The Court similarly excluded Plaintiff’s treating physician’s causation opinions. The physician had prepared a four-page letter in which he claimed that Plaintiff’s continued exposure to “chemical fumes” had contributed to his declining pulmonary function and exacerbated his pre-existing asthma. The letter, however, fell well short of satisfying Rule 26(a)(2)(B)’s disclosure requirements pertaining to retained experts. Therefore, the admissibility of the physician’s opinion turned on whether he was a non-retained treating physician or a retained, reporting expert.
As the Court noted, a treating physician generally may provide expert testimony regarding a patient’s illness, the appropriate diagnosis, and the cause of the illness. But, where the treating physician renders an opinion for the plaintiff in anticipation of litigation, causation is beyond the scope of the testimony a treating physician may provide without tendering an expert disclosure report. In Adkins, Plaintiff did not see the physician until months after he initiated litigation, and it was Plaintiff’s counsel who contacted and hired the physician. Indeed, counsel even attended some of Plaintiff’s appointments with the physician. The Court therefore concluded that the physician was a traditional expert and that Plaintiff’s failure to disclose the physician’s opinions in the manner required by Rule 26 required exclusion of his opinions.

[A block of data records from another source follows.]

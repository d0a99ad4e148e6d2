use serde::Serialize;
use serde_json::{Map, Value};

/// One stock entry as reported by Bling, normalized out of the several wire
/// shapes the API can produce (scalar, object, list).
#[derive(Debug, Clone, PartialEq, Serialize)]
pub struct StockSnapshot {
    pub warehouse_id: Option<String>,
    pub quantity: Option<f64>,
}

#[derive(Debug, Clone, PartialEq, Serialize)]
pub struct VariantSnapshot {
    pub external_id: Option<String>,
    pub sku: Option<String>,
    pub barcode: Option<String>,
    pub price: Option<f64>,
    pub currency: Option<String>,
    pub weight_kg: Option<f64>,
    pub depth_cm: Option<f64>,
    pub height_cm: Option<f64>,
    pub width_cm: Option<f64>,
    pub stock: Vec<StockSnapshot>,
}

/// Canonical in-memory view of a Bling product for one sync pass. Built
/// fresh on every call and never cached. Optional fields are populated only
/// when the corresponding preference flag allows them; absent means the
/// field was gated off, which downstream code distinguishes from "present
/// but empty".
#[derive(Debug, Clone, PartialEq, Serialize)]
pub struct ProductSnapshot {
    /// Bling-side identifier; empty when the row carried none, which the
    /// reconciler treats as a skip condition.
    pub external_id: String,
    pub name: String,
    #[serde(skip_serializing_if = "Option::is_none")]
    pub description: Option<String>,
    #[serde(skip_serializing_if = "Option::is_none")]
    pub price: Option<f64>,
    #[serde(skip_serializing_if = "Option::is_none")]
    pub currency: Option<String>,
    #[serde(skip_serializing_if = "Option::is_none")]
    pub sku: Option<String>,
    pub images: Vec<String>,
    pub stock: Vec<StockSnapshot>,
    pub variants: Vec<VariantSnapshot>,
    /// The upstream object as received, kept for diagnostics.
    #[serde(skip)]
    pub raw: Map<String, Value>,
}

impl ProductSnapshot {
    pub fn has_inventory_data(&self) -> bool {
        !self.stock.is_empty() || self.variants.iter().any(|variant| !variant.stock.is_empty())
    }
}
pub mod config;
pub mod handlers;
pub mod middleware;
pub mod models;
pub mod repositories;
pub mod services;
pub mod utils;

use std::sync::Arc;

use axum::{
    routing::{get, post},
    Router,
};
use tower::ServiceBuilder;
use tower_http::{
    cors::{Any, CorsLayer},
    trace::TraceLayer,
};

use crate::handlers::{
    bling_config::{get_config, health, list_locations, test_connection, update_config},
    bling_oauth::{authorize, oauth_callback},
    bling_sync::{sync_order, sync_products},
    bling_webhook::webhook,
};
use crate::repositories::{ConfigStore, OAuthStateStore};
use crate::services::bling::{BlingClient, OrderSyncService, ProductSyncService, TokenManager};
use crate::services::platform::{OrderService, ProductService, StockLocationService};

/// Shared wiring behind every route. Platform collaborators and stores are
/// trait objects so tests can run the full router against in-memory fakes
/// and a mock Bling server.
#[derive(Clone)]
pub struct AppState {
    pub config_store: Arc<dyn ConfigStore>,
    pub oauth_states: Arc<dyn OAuthStateStore>,
    pub products: Arc<dyn ProductService>,
    pub orders: Arc<dyn OrderService>,
    pub stock_locations: Arc<dyn StockLocationService>,
    pub token_manager: Arc<TokenManager>,
    pub bling: Arc<BlingClient>,
    pub public_url: String,
    pub admin_ui_path: String,
}

impl AppState {
    pub fn product_sync_service(&self) -> ProductSyncService {
        ProductSyncService::new(
            self.config_store.clone(),
            self.products.clone(),
            self.token_manager.clone(),
            self.bling.clone(),
        )
    }

    pub fn order_sync_service(&self) -> OrderSyncService {
        OrderSyncService::new(
            self.config_store.clone(),
            self.orders.clone(),
            self.token_manager.clone(),
            self.bling.clone(),
            Arc::new(self.product_sync_service()),
        )
    }
}

pub fn create_app(state: AppState) -> Router {
    let cors = CorsLayer::new()
        .allow_origin(Any)
        .allow_methods(Any)
        .allow_headers(Any);

    Router::new()
        .nest(
            "/admin/bling",
            Router::new()
                .route("/authorize", get(authorize))
                .route("/oauth/callback", get(oauth_callback))
                .route("/config", get(get_config))
                .route("/config", post(update_config))
                .route("/health", get(health))
                .route("/test-connection", get(test_connection))
                .route("/inventory/locations", get(list_locations))
                .route("/sync", post(sync_products))
                .route("/orders/:id/sync", post(sync_order)),
        )
        .nest(
            "/webhooks",
            Router::new().route("/bling", post(webhook)),
        )
        .layer(
            ServiceBuilder::new()
                .layer(TraceLayer::new_for_http())
                .layer(cors),
        )
        .with_state(state)
}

Without these excluded expert opinions, Plaintiff had not carried his burden of creating a genuine dispute whether (1) long-term, low-level H2S exposure can cause symptoms like those seen in Plaintiff (general causation), or (2) the H2S exposure alleged caused Plaintiff’s symptoms (specific causation). The Court consequently granted summary judgment for Defendant.
The Court’s strict adherence to Rule 26 is admirable. The fact that excluding an expert’s opinion for lack of proper disclosure can lead to dismissal of an entire action, as was the case in Adkins, should not relieve a party of the obligation to follow the rules. Adkins serves as a reminder that understanding and being mindful of the specifics of Rule 26, and all discovery rules, can make the difference between winning and losing a case.